In his model Borgatti describes the model as two kinds of phenomena, which are called backcloth and traffic in the original work of Atkin. By adapting this model for Twitter we can explain how and why the three types of ties that we have in Twitter can be laid on top of each other and how they influence information diffusion in Twitter. I have therefore made a version that shows how the concepts map onto Twitter, that is depicted below.
The backcloth is the infrastructure that enables the traffic and the traffic consists of information flowing through the network. In the case of Twitter the backcloth corresponds to the cognitive similarities among Twitter users (see below), and to their friend and follower connections. The traffic layer consists of the interactions and flow of information that takes place on top of these phenomena.
Borgatti describes the four categories as following: “The similarities category refers to physical proximity, co-membership in social categories and sharing of behaviors, attitudes and beliefs. Generally we do not see these items as social ties, but we do often see them as increasing the probabilities of certain relations and dyadic events.” This definition corresponds to the notion of implicit ties (ties we cannot directly see) of Twitter users: These implicit ties can basically be a shared interest, a shared location, a shared demographic, a shared audience and so on. Basically every type of attribute that makes two Twitter users similar to each other. The idea that similar people with the same attributes tend to flock together is known as homophily and the general process of people forming ties with similar people is called selection mechanism (e.g. think of people that smoke becoming friends with other smokers)
The next three types of phenomena take place on so called explicit ties because these type of ties can actually be seen or measured explicitly on Twitter. Borgatti defines the social relations category as “ the classic kinds of social ties that are ubiquitous [(which friend and follower ties are in Twitter)] and serve either as role-based or cognitive/affective ties. Role-based includes kinships and role-relations such as boss of, teacher of and friend of.[(In Twitter: follower of)] They can easily be non-symmetric [(which friend and follower ties are)].” It is apparent that, these type of ties exactly relate to the explicit follower ties, which share the same attributes and characteristics. When we think about the other reasons why people become friends other than being similar, we stumble upon all the network effects that are a core part of network literature. Therefore I have indicated those with the back and forth arrow above social relations. In Twitter these type of processes take place everyday: People follow prominent outlets e.g. CNN (preferential attachment), become friends with friends of friends (triadic closure) or simply follow back a person that just followed them (reciprocity). There are much more of such effects, but we don’t want to go into detail here, but instead look at the next type of ties.

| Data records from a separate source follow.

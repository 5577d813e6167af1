//! Extractors rejecting malformed requests with [`Error`] instead of the
//! plain-text defaults.

use axum::{
    extract::{FromRequest, FromRequestParts},
    response::{IntoResponse, Response},
};
use serde::Serialize;

use super::Error;

/// JSON body in and out.
#[derive(FromRequest)]
#[from_request(via(axum::Json), rejection(Error))]
pub struct Json<T>(pub T);

impl<T: Serialize> IntoResponse for Json<T> {
    fn into_response(self) -> Response {
        axum::Json(self.0).into_response()
    }
}

#[derive(FromRequestParts)]
#[from_request(via(axum::extract::Path), rejection(Error))]
pub struct Path<T>(pub T);

#[derive(FromRequestParts)]
#[from_request(via(axum::extract::Query), rejection(Error))]
pub struct Query<T>(pub T);
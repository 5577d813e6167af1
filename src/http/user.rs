use std::collections::HashMap;

use axum::{extract::State, http::StatusCode};
use serde::Deserialize;
use tracing::info;

use crate::{
    api,
    db::{
        self,
        role,
        user::{self, PasswordHash},
        Store, User,
    },
};

use super::{nullable, Error, FieldErrors, Json, Path, SharedAppState};

const LOGIN_LEN: usize = 100;
const MIN_PASSWORD_LEN: usize = 8;

pub async fn list(
    State(state): State<SharedAppState>,
) -> Result<Json<Vec<api::User>>, Error> {
    let (users, roles) =
        tokio::try_join!(state.store.list_users(), state.store.list_roles())?;
    let roles = roles
        .into_iter()
        .map(|r| (r.id, r.name))
        .collect::<HashMap<_, _>>();

    Ok(Json(
        users
            .into_iter()
            .map(|u| api::User {
                role: u.role.and_then(|id| roles.get(&id).cloned()),
                id: u.id,
                login: u.login,
            })
            .collect(),
    ))
}

#[derive(Deserialize)]
pub struct CreateInput {
    login: String,
    password: String,
    #[serde(default)]
    role: Option<String>,
}

pub async fn create(
    State(state): State<SharedAppState>,
    Json(CreateInput {
        login,
        password,
        role,
    }): Json<CreateInput>,
) -> Result<(StatusCode, Json<api::User>), Error> {
    let store = &*state.store;

    let mut errors = FieldErrors::new();
    check_login(store, &login, None, &mut errors).await?;
    check_password(&password, &mut errors);
    let role = resolve_role(store, role.as_deref(), &mut errors).await?;
    errors.check()?;

    let user = User {
        id: user::Id::new(),
        login,
        password_hash: PasswordHash::new(&password)?,
        role: role.as_ref().map(|r| r.id),
    };
    store.write_user(&user).await?;
    info!(login = %user.login, "user created");

    Ok((
        StatusCode::CREATED,
        Json(api::User {
            id: user.id,
            login: user.login,
            role: role.map(|r| r.name),
        }),
    ))
}

#[derive(Deserialize)]
pub struct UpdateInput {
    login: Option<String>,
    password: Option<String>,
    #[serde(default, deserialize_with = "nullable")]
    role: Option<Option<String>>,
}

pub async fn update(
    State(state): State<SharedAppState>,
    Path(id): Path<user::Id>,
    Json(input): Json<UpdateInput>,
) -> Result<Json<api::User>, Error> {
    let store = &*state.store;
    let mut user = store
        .get_user_by_id(id)
        .await?
        .ok_or_else(Error::not_found)?;

    let mut errors = FieldErrors::new();
    if let Some(login) = &input.login {
        check_login(store, login, Some(id), &mut errors).await?;
    }
    if let Some(password) = &input.password {
        check_password(password, &mut errors);
    }
    let role = match &input.role {
        Some(name) => {
            Some(resolve_role(store, name.as_deref(), &mut errors).await?)
        }
        None => None,
    };
    errors.check()?;

    if let Some(login) = input.login {
        user.login = login;
    }
    if let Some(password) = &input.password {
        user.password_hash = PasswordHash::new(password)?;
    }
    if let Some(role) = &role {
        user.role = role.as_ref().map(|r| r.id);
    }
    store.write_user(&user).await?;

    let role = match role {
        Some(role) => role.map(|r| r.name),
        None => role_name(store, user.role).await?,
    };
    Ok(Json(api::User {
        id: user.id,
        login: user.login,
        role,
    }))
}

pub async fn delete(
    State(state): State<SharedAppState>,
    Path(id): Path<user::Id>,
) -> Result<StatusCode, Error> {
    let store = &*state.store;

    if let Some(employee) = store.get_employee_by_user(id).await? {
        return Err(Error::Conflict(format!(
            "Невозможно удалить пользователя: он связан с сотрудником {} ({})",
            employee.full_name, employee.personnel_number,
        )));
    }
    if !store.delete_user(id).await? {
        return Err(Error::not_found());
    }
    info!(%id, "user deleted");
    Ok(StatusCode::NO_CONTENT)
}

async fn check_login(
    store: &dyn Store,
    login: &str,
    this: Option<user::Id>,
    errors: &mut FieldErrors,
) -> Result<(), db::Error> {
    if login.trim().is_empty() {
        errors.add("login", "Обязательное поле.");
        return Ok(());
    }
    errors.check_len("login", login, LOGIN_LEN);
    let taken = store
        .get_user_by_login(login)
        .await?
        .is_some_and(|other| Some(other.id) != this);
    if taken {
        errors.add("login", "Пользователь с таким логином уже существует.");
    }
    Ok(())
}

fn check_password(password: &str, errors: &mut FieldErrors) {
    if password.chars().count() < MIN_PASSWORD_LEN {
        errors.add("password", "Пароль должен содержать минимум 8 символов");
    }
}

/// Looks up the role by name, recording an error if there is none.
async fn resolve_role(
    store: &dyn Store,
    name: Option<&str>,
    errors: &mut FieldErrors,
) -> Result<Option<db::Role>, db::Error> {
    let Some(name) = name else {
        return Ok(None);
    };
    let role = store.get_role_by_name(name).await?;
    if role.is_none() {
        errors.add("role", "Роль с таким названием не существует");
    }
    Ok(role)
}

async fn role_name(
    store: &dyn Store,
    role: Option<role::Id>,
) -> Result<Option<String>, db::Error> {
    Ok(match role {
        Some(id) => store.get_role_by_id(id).await?.map(|r| r.name),
        None => None,
    })
}
pub mod common;

use axum::http::{Method, StatusCode};
use brigade::api;
use serde_json::json;

#[tokio::test]
async fn resolves_references_by_name() {
    let app = common::app().await;
    let mut admin = common::Client::admin(&app).await;
    admin
        .post::<api::JobTitle>(
            "/api/job-titles/",
            json!({ "name": "Каменщик" }),
        )
        .await
        .unwrap();
    admin
        .post::<api::Object>(
            "/api/objects/",
            json!({ "name": "Склад №1", "address": "ул. Мира, 5" }),
        )
        .await
        .unwrap();

    let employee = admin
        .post::<api::Employee>(
            "/api/employees/",
            json!({
                "fullName": "Смирнов Алексей Викторович",
                "personnelNumber": "E700",
                "phoneNumber": "+7 900 765-43-21",
                "email": "smirnov@example.com",
                "jobTitle": "Каменщик",
                "object": "Склад №1",
            }),
        )
        .await
        .unwrap();
    assert_eq!(employee.job_title.as_deref(), Some("Каменщик"));
    assert_eq!(employee.object.as_deref(), Some("Склад №1"));
    assert_eq!(employee.user, None);
}

#[tokio::test]
async fn treats_blank_references_as_absent() {
    let app = common::app().await;
    let mut admin = common::Client::admin(&app).await;
    admin
        .post::<api::JobTitle>(
            "/api/job-titles/",
            json!({ "name": "Каменщик" }),
        )
        .await
        .unwrap();

    let employee = admin
        .post::<api::Employee>(
            "/api/employees/",
            json!({
                "fullName": "Кузнецов Олег Ильич",
                "personnelNumber": "E710",
                "phoneNumber": "+7 900 111-00-11",
                "email": "kuznetsov@example.com",
                "jobTitle": "Каменщик",
                "object": " ",
                "user": "",
            }),
        )
        .await
        .unwrap();
    assert_eq!(employee.job_title.as_deref(), Some("Каменщик"));
    assert_eq!(employee.object, None);
    assert_eq!(employee.user, None);

    let updated = admin
        .call::<api::Employee>(
            Method::PATCH,
            &format!("/api/employees/{}/", employee.id),
            Some(json!({ "jobTitle": "", "user": "" })),
        )
        .await
        .unwrap();
    assert_eq!(updated.job_title, None);
    assert_eq!(updated.user, None);
}

#[tokio::test]
async fn validates_new_employee() {
    let app = common::app().await;
    let mut admin = common::Client::admin(&app).await;
    admin.add_employee("Первый", "E100", None).await.unwrap();

    let (status, body) = admin
        .send(
            Method::POST,
            "/api/employees/",
            Some(json!({
                "fullName": "Второй",
                "personnelNumber": "E100",
                "phoneNumber": "+7 900 000-00-00",
                "email": "not-an-email",
                "jobTitle": "Космонавт",
            })),
        )
        .await;
    assert_eq!(status, StatusCode::BAD_REQUEST);
    assert_eq!(
        body,
        json!({
            "email": ["Введите правильный адрес электронной почты."],
            "jobTitle": ["Должность с таким названием не существует"],
            "personnelNumber": [
                "Сотрудник с таким табельным номером уже существует.",
            ],
        }),
    );
}

#[tokio::test]
async fn links_user_to_one_employee_only() {
    let app = common::app().await;
    let mut admin = common::Client::admin(&app).await;
    admin
        .add_user("shared", "password123", Some("basic"))
        .await
        .unwrap();
    admin
        .add_employee("Первый", "E100", Some("shared"))
        .await
        .unwrap();

    let (status, body) = admin
        .send(
            Method::POST,
            "/api/employees/",
            Some(json!({
                "fullName": "Второй",
                "personnelNumber": "E200",
                "phoneNumber": "+7 900 000-00-00",
                "email": "second@example.com",
                "user": "shared",
            })),
        )
        .await;
    assert_eq!(status, StatusCode::BAD_REQUEST);
    assert_eq!(
        body,
        json!({ "user": ["Пользователь уже связан с другим сотрудником"] }),
    );
}

#[tokio::test]
async fn updates_and_keeps_own_personnel_number() {
    let app = common::app().await;
    let mut admin = common::Client::admin(&app).await;
    let employee = admin.add_employee("Первый", "E100", None).await.unwrap();

    let updated = admin
        .call::<api::Employee>(
            Method::PATCH,
            &format!("/api/employees/{}/", employee.id),
            Some(json!({
                "personnelNumber": "E100",
                "fullName": "Первый Исправленный",
            })),
        )
        .await
        .unwrap();
    assert_eq!(updated.full_name, "Первый Исправленный");
    assert_eq!(updated.personnel_number, "E100");
}

#[tokio::test]
async fn deleting_job_title_clears_it_from_employees() {
    let app = common::app().await;
    let mut admin = common::Client::admin(&app).await;
    let job_title = admin
        .post::<api::JobTitle>("/api/job-titles/", json!({ "name": "Сварщик" }))
        .await
        .unwrap();
    let employee = admin.add_employee("Первый", "E100", None).await.unwrap();
    admin
        .call::<api::Employee>(
            Method::PATCH,
            &format!("/api/employees/{}/", employee.id),
            Some(json!({ "jobTitle": "Сварщик" })),
        )
        .await
        .unwrap();

    assert_eq!(
        admin
            .delete(&format!("/api/job-titles/{}/", job_title.id))
            .await,
        StatusCode::NO_CONTENT,
    );

    let employees = admin
        .get::<Vec<api::Employee>>("/api/employees/")
        .await
        .unwrap();
    assert_eq!(employees.len(), 1);
    assert_eq!(employees[0].job_title, None);
}

#[tokio::test]
async fn deleting_employee_drops_work_time() {
    let app = common::app().await;
    let mut admin = common::Client::admin(&app).await;
    let employee = admin.add_employee("Первый", "E100", None).await.unwrap();
    admin.start_work("E100").await;

    assert_eq!(
        admin.delete(&format!("/api/employees/{}/", employee.id)).await,
        StatusCode::NO_CONTENT,
    );
    assert!(admin.list_work_time("").await.unwrap().is_empty());
}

Borgatti describes the interactions category as “discrete and separate events that may occur frequently but then stop, such as talking with, fighting with, or having lunch with”. This category translates into the interactional (@mention) ties in Twitter, which have exactly these behavioral traits: People do intentionally mention each other in Tweets, but also might stop doing so for certain reasons. Depending on when one looks at two users in Twitter, this interactional connection might be exist at this point in time or not. The first reason according to the network flow model, why I would interact with someone is because I follow them, which makes perfectly sense for Twitter. Now are there are more reasons why people might interact with each other and a number of those reasons is already covered in various information diffusion theories: One example is that people like to interact with others who they perceive as opinion leaders for a topic. Another example is the brokerage theory that says that such brokers tend profit from interaction with two different groups. The third type of families are the threshold models, where people believed to are lured into interaction or adoption once a certain threshold of their friends talks about a certain topic. Processes like this could easily be taking place on Twitter too.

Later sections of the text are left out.